All of a sudden, the Japanese were no longer staunch and necessary allies in Asia, but instead potential economic rivals to the United States.

There's enough here to occupy even the most ardent X-Files fan...

There’s enough here to occupy even the most ardent X-Files fan…

There was a sense of anxiety around Japan in the nineties. “The Japanese are very secretive about their espionage capabilities, and extremely careful with their intelligence data,” Frohike tells Mulder in Nisei, and he’s quite correct. In War By Other Means, published in 1999, John J. Fialka noted that a lack of an official intelligence network did not mean Japan lacked espionage capabilities:

Economic espionage in the United States breaks down into three major styles. Agents from China, Taiwan, and South Korea are aggressively targeting “present and former nationals working for U.S. companies and research institutions.” The second category is headed by France, said to prefer “classic Cold War recruitment and technical operations,” which generally include bribery, discreet thefts, combing through other people’s garbage, and aggressive wiretapping. Russia and Israel carry out similar spying “with varying degrees of government sponsorship.” Germany is described as planning to increase the number of its Federal Intelligence Service (BND) agents in Washington to improve its collection capabilities. Japan, which does not have a formal intelligence agency but sometimes collectively resembles one, falls in the third category. It uses Japanese industry and private organizations to gather “economic intelligence, occasionally including classified proprietary documents and data.” The result is an exceptionally efficient spy network that is described as “not fully understood” by the United States.

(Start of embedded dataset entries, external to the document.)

/// Payment Provider Interface
///
/// Contract for the external payment provider. The engine upserts invoices
/// and line items, finalizes them, and drives collection through this
/// trait; real integrations (Stripe et al.) are out of scope and live
/// behind it. `MockPaymentProvider` is a deterministic in-process
/// implementation used by the binary and the tests, with knobs for
/// failure injection and total overrides.

use async_trait::async_trait;
use chrono::{DateTime, Utc};
use serde::{Deserialize, Serialize};
use std::collections::HashMap;
use std::sync::atomic::{AtomicBool, Ordering};
use tokio::sync::RwLock;

use crate::error::{BillingError, BillingResult};
use crate::types::{new_id, Cents};

/// Provider-side invoice status.
#[derive(Debug, Clone, Copy, PartialEq, Eq, Serialize, Deserialize)]
#[serde(rename_all = "snake_case")]
pub enum ProviderInvoiceStatus {
    Draft,
    Open,
    Paid,
    Void,
}

#[derive(Debug, Clone, Serialize, Deserialize)]
pub struct ProviderLineItem {
    pub id: String,
    /// Stable reference carried in metadata: the subscription item id for
    /// period lines, or `credit_applied` for the credit line.
    pub reference: String,
    pub description: String,
    pub amount_cents: Cents,
    pub quantity: f64,
}

#[derive(Debug, Clone, Serialize, Deserialize)]
pub struct ProviderInvoice {
    pub id: String,
    pub status: ProviderInvoiceStatus,
    pub total_cents: Cents,
    pub currency: String,
    pub url: Option<String>,
    pub line_items: Vec<ProviderLineItem>,
}

#[derive(Debug, Clone)]
pub struct CreateInvoiceRequest {
    pub external_id: String,
    pub customer_id: String,
    pub currency: String,
    pub due_at: DateTime<Utc>,
}

#[derive(Debug, Clone)]
pub struct LineItemRequest {
    pub reference: String,
    pub description: String,
    pub amount_cents: Cents,
    pub quantity: f64,
}

/// Outcome of a collection attempt.
#[derive(Debug, Clone)]
pub struct PaymentOutcome {
    pub succeeded: bool,
    pub error: Option<String>,
}

#[async_trait]
pub trait PaymentProvider: Send + Sync {
    async fn create_invoice(&self, request: &CreateInvoiceRequest) -> BillingResult<ProviderInvoice>;
    async fn update_invoice(
        &self,
        provider_invoice_id: &str,
        due_at: DateTime<Utc>,
    ) -> BillingResult<ProviderInvoice>;
    async fn get_invoice(&self, provider_invoice_id: &str) -> BillingResult<ProviderInvoice>;
    async fn finalize_invoice(&self, provider_invoice_id: &str) -> BillingResult<ProviderInvoice>;
    async fn add_invoice_item(
        &self,
        provider_invoice_id: &str,
        item: &LineItemRequest,
    ) -> BillingResult<ProviderLineItem>;
    async fn update_invoice_item(
        &self,
        provider_invoice_id: &str,
        item_id: &str,
        item: &LineItemRequest,
    ) -> BillingResult<ProviderLineItem>;
    async fn collect_payment(
        &self,
        provider_invoice_id: &str,
        payment_method_id: &str,
    ) -> BillingResult<PaymentOutcome>;
    async fn send_invoice(&self, provider_invoice_id: &str) -> BillingResult<()>;
    async fn get_status_invoice(&self, provider_invoice_id: &str)
        -> BillingResult<ProviderInvoiceStatus>;
    fn format_amount(&self, amount_cents: Cents, currency: &str) -> String;
}

/// Deterministic in-process provider.
#[derive(Default)]
pub struct MockPaymentProvider {
    invoices: RwLock<HashMap<String, ProviderInvoice>>,
    /// When set, collection attempts fail until cleared.
    fail_collections: AtomicBool,
    /// Random collection failure rate in `[0, 1]`; 0 by default.
    failure_rate: f64,
    /// Reported totals overridden per provider invoice id, to exercise
    /// reconciliation mismatches.
    total_overrides: RwLock<HashMap<String, Cents>>,
    /// Skew applied to every reported total; lets callers provoke a
    /// mismatch before the provider invoice id exists.
    total_delta: std::sync::atomic::AtomicI64,
}

impl MockPaymentProvider {
    pub fn new() -> Self {
        Self::default()
    }

    pub fn with_failure_rate(failure_rate: f64) -> Self {
        Self {
            failure_rate,
            ..Self::default()
        }
    }

    pub fn set_fail_collections(&self, fail: bool) {
        self.fail_collections.store(fail, Ordering::SeqCst);
    }

    /// Skew every reported total by `delta` cents.
    pub fn set_total_delta(&self, delta: Cents) {
        self.total_delta.store(delta, Ordering::SeqCst);
    }

    /// Force `finalize_invoice`/`get_invoice` to report this total.
    pub async fn override_total(&self, provider_invoice_id: &str, total_cents: Cents) {
        self.total_overrides
            .write()
            .await
            .insert(provider_invoice_id.to_string(), total_cents);
    }

    /// Mark a provider invoice paid out of band (simulates a customer
    /// paying a sent invoice).
    pub async fn mark_paid(&self, provider_invoice_id: &str) -> BillingResult<()> {
        let mut invoices = self.invoices.write().await;
        let invoice = invoices
            .get_mut(provider_invoice_id)
            .ok_or_else(|| BillingError::Provider(format!(
                "unknown provider invoice {provider_invoice_id}"
            )))?;
        invoice.status = ProviderInvoiceStatus::Paid;
        Ok(())
    }

    async fn reported_total(&self, invoice: &ProviderInvoice) -> Cents {
        match self.total_overrides.read().await.get(&invoice.id) {
            Some(total) => *total,
            None => {
                let computed: Cents = invoice.line_items.iter().map(|l| l.amount_cents).sum();
                computed + self.total_delta.load(Ordering::SeqCst)
            }
        }
    }
}

#[async_trait]
impl PaymentProvider for MockPaymentProvider {
    async fn create_invoice(&self, request: &CreateInvoiceRequest) -> BillingResult<ProviderInvoice> {
        let invoice = ProviderInvoice {
            id: format!("pin_{}", new_id()),
            status: ProviderInvoiceStatus::Draft,
            total_cents: 0,
            currency: request.currency.clone(),
            url: Some(format!("https://pay.invalid/i/{}", request.external_id)),
            line_items: Vec::new(),
        };
        self.invoices
            .write()
            .await
            .insert(invoice.id.clone(), invoice.clone());
        Ok(invoice)
    }

    async fn update_invoice(
        &self,
        provider_invoice_id: &str,
        _due_at: DateTime<Utc>,
    ) -> BillingResult<ProviderInvoice> {
        self.get_invoice(provider_invoice_id).await
    }

    async fn get_invoice(&self, provider_invoice_id: &str) -> BillingResult<ProviderInvoice> {
        let invoices = self.invoices.read().await;
        let mut invoice = invoices
            .get(provider_invoice_id)
            .cloned()
            .ok_or_else(|| BillingError::Provider(format!(
                "unknown provider invoice {provider_invoice_id}"
            )))?;
        invoice.total_cents = self.reported_total(&invoice).await;
        Ok(invoice)
    }

    async fn finalize_invoice(&self, provider_invoice_id: &str) -> BillingResult<ProviderInvoice> {
        {
            let mut invoices = self.invoices.write().await;
            let invoice = invoices
                .get_mut(provider_invoice_id)
                .ok_or_else(|| BillingError::Provider(format!(
                    "unknown provider invoice {provider_invoice_id}"
                )))?;
            if invoice.status == ProviderInvoiceStatus::Draft {
                invoice.status = ProviderInvoiceStatus::Open;
            }
        }
        self.get_invoice(provider_invoice_id).await
    }

    async fn add_invoice_item(
        &self,
        provider_invoice_id: &str,
        item: &LineItemRequest,
    ) -> BillingResult<ProviderLineItem> {
        let mut invoices = self.invoices.write().await;
        let invoice = invoices
            .get_mut(provider_invoice_id)
            .ok_or_else(|| BillingError::Provider(format!(
                "unknown provider invoice {provider_invoice_id}"
            )))?;
        let line = ProviderLineItem {
            id: format!("pli_{}", new_id()),
            reference: item.reference.clone(),
            description: item.description.clone(),
            amount_cents: item.amount_cents,
            quantity: item.quantity,
        };
        invoice.line_items.push(line.clone());
        Ok(line)
    }

    async fn update_invoice_item(
        &self,
        provider_invoice_id: &str,
        item_id: &str,
        item: &LineItemRequest,
    ) -> BillingResult<ProviderLineItem> {
        let mut invoices = self.invoices.write().await;
        let invoice = invoices
            .get_mut(provider_invoice_id)
            .ok_or_else(|| BillingError::Provider(format!(
                "unknown provider invoice {provider_invoice_id}"
            )))?;
        let line = invoice
            .line_items
            .iter_mut()
            .find(|l| l.id == item_id)
            .ok_or_else(|| BillingError::Provider(format!("unknown line item {item_id}")))?;
        line.description = item.description.clone();
        line.amount_cents = item.amount_cents;
        line.quantity = item.quantity;
        Ok(line.clone())
    }

    async fn collect_payment(
        &self,
        provider_invoice_id: &str,
        _payment_method_id: &str,
    ) -> BillingResult<PaymentOutcome> {
        if self.fail_collections.load(Ordering::SeqCst) {
            return Ok(PaymentOutcome {
                succeeded: false,
                error: Some("card_declined".to_string()),
            });
        }
        if self.failure_rate > 0.0 && fastrand::f64() < self.failure_rate {
            return Ok(PaymentOutcome {
                succeeded: false,
                error: Some("payment_intent_failed".to_string()),
            });
        }
        let mut invoices = self.invoices.write().await;
        if let Some(invoice) = invoices.get_mut(provider_invoice_id) {
            invoice.status = ProviderInvoiceStatus::Paid;
        }
        Ok(PaymentOutcome {
            succeeded: true,
            error: None,
        })
    }

    async fn send_invoice(&self, provider_invoice_id: &str) -> BillingResult<()> {
        // Sending keeps the invoice open; payment arrives out of band.
        let invoices = self.invoices.read().await;
        if !invoices.contains_key(provider_invoice_id) {
            return Err(BillingError::Provider(format!(
                "unknown provider invoice {provider_invoice_id}"
            )));
        }
        Ok(())
    }

    async fn get_status_invoice(
        &self,
        provider_invoice_id: &str,
    ) -> BillingResult<ProviderInvoiceStatus> {
        Ok(self.get_invoice(provider_invoice_id).await?.status)
    }

    fn format_amount(&self, amount_cents: Cents, currency: &str) -> String {
        format!("{:.2} {}", amount_cents as f64 / 100.0, currency.to_uppercase())
    }
}

#[cfg(test)]
mod tests {
    use super::*;
    use chrono::TimeZone;

    fn request() -> CreateInvoiceRequest {
        CreateInvoiceRequest {
            external_id: "inv_1".into(),
            customer_id: "cus_1".into(),
            currency: "USD".into(),
            due_at: Utc.with_ymd_and_hms(2024, 1, 1, 0, 0, 0).unwrap(),
        }
    }

    #[tokio::test]
    async fn test_invoice_lifecycle() {
        let provider = MockPaymentProvider::new();
        let invoice = provider.create_invoice(&request()).await.unwrap();
        assert_eq!(invoice.status, ProviderInvoiceStatus::Draft);

        provider
            .add_invoice_item(
                &invoice.id,
                &LineItemRequest {
                    reference: "item_1".into(),
                    description: "api usage".into(),
                    amount_cents: 500,
                    quantity: 5.0,
                },
            )
            .await
            .unwrap();

        let finalized = provider.finalize_invoice(&invoice.id).await.unwrap();
        assert_eq!(finalized.status, ProviderInvoiceStatus::Open);
        assert_eq!(finalized.total_cents, 500);

        let outcome = provider.collect_payment(&invoice.id, "pm_1").await.unwrap();
        assert!(outcome.succeeded);
        assert_eq!(
            provider.get_status_invoice(&invoice.id).await.unwrap(),
            ProviderInvoiceStatus::Paid
        );
    }

    #[tokio::test]
    async fn test_total_override_for_mismatch() {
        let provider = MockPaymentProvider::new();
        let invoice = provider.create_invoice(&request()).await.unwrap();
        provider
            .add_invoice_item(
                &invoice.id,
                &LineItemRequest {
                    reference: "item_1".into(),
                    description: "api usage".into(),
                    amount_cents: 500,
                    quantity: 5.0,
                },
            )
            .await
            .unwrap();
        provider.override_total(&invoice.id, 501).await;

        let finalized = provider.finalize_invoice(&invoice.id).await.unwrap();
        assert_eq!(finalized.total_cents, 501);
    }

    #[tokio::test]
    async fn test_forced_collection_failure() {
        let provider = MockPaymentProvider::new();
        let invoice = provider.create_invoice(&request()).await.unwrap();
        provider.set_fail_collections(true);

        let outcome = provider.collect_payment(&invoice.id, "pm_1").await.unwrap();
        assert!(!outcome.succeeded);
        assert_eq!(outcome.error.as_deref(), Some("card_declined"));
    }

    #[test]
    fn test_format_amount() {
        let provider = MockPaymentProvider::new();
        assert_eq!(provider.format_amount(1250, "usd"), "12.50 USD");
    }
}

With the end of the Cold War, it seemed that economic and industrial espionage was the future of the spy game, with most of the international trade in secrets concerning companies and patents rather than military secrets or weapons. This, it seems, was “the future of intelligence.”

And here, I thought we were X-friends...

And here, I thought we were X-friends…

It turns out that Japan was particularly effective at this approach to spying. Although by no means the only perpetrators of this sort of intelligence-gathering, there were a number of high-profile incidents in the eighties and nineties where Japanese companies were caught conducting acts of industrial espionage. Eighteen executives at Hitachi and Mitsubishi were implicated in a 1982 investigation into theft of IBM information. Ronald J. Hoffman was arrested in 1990 for selling industrial information to Japanese businesses, earning more than $700,000.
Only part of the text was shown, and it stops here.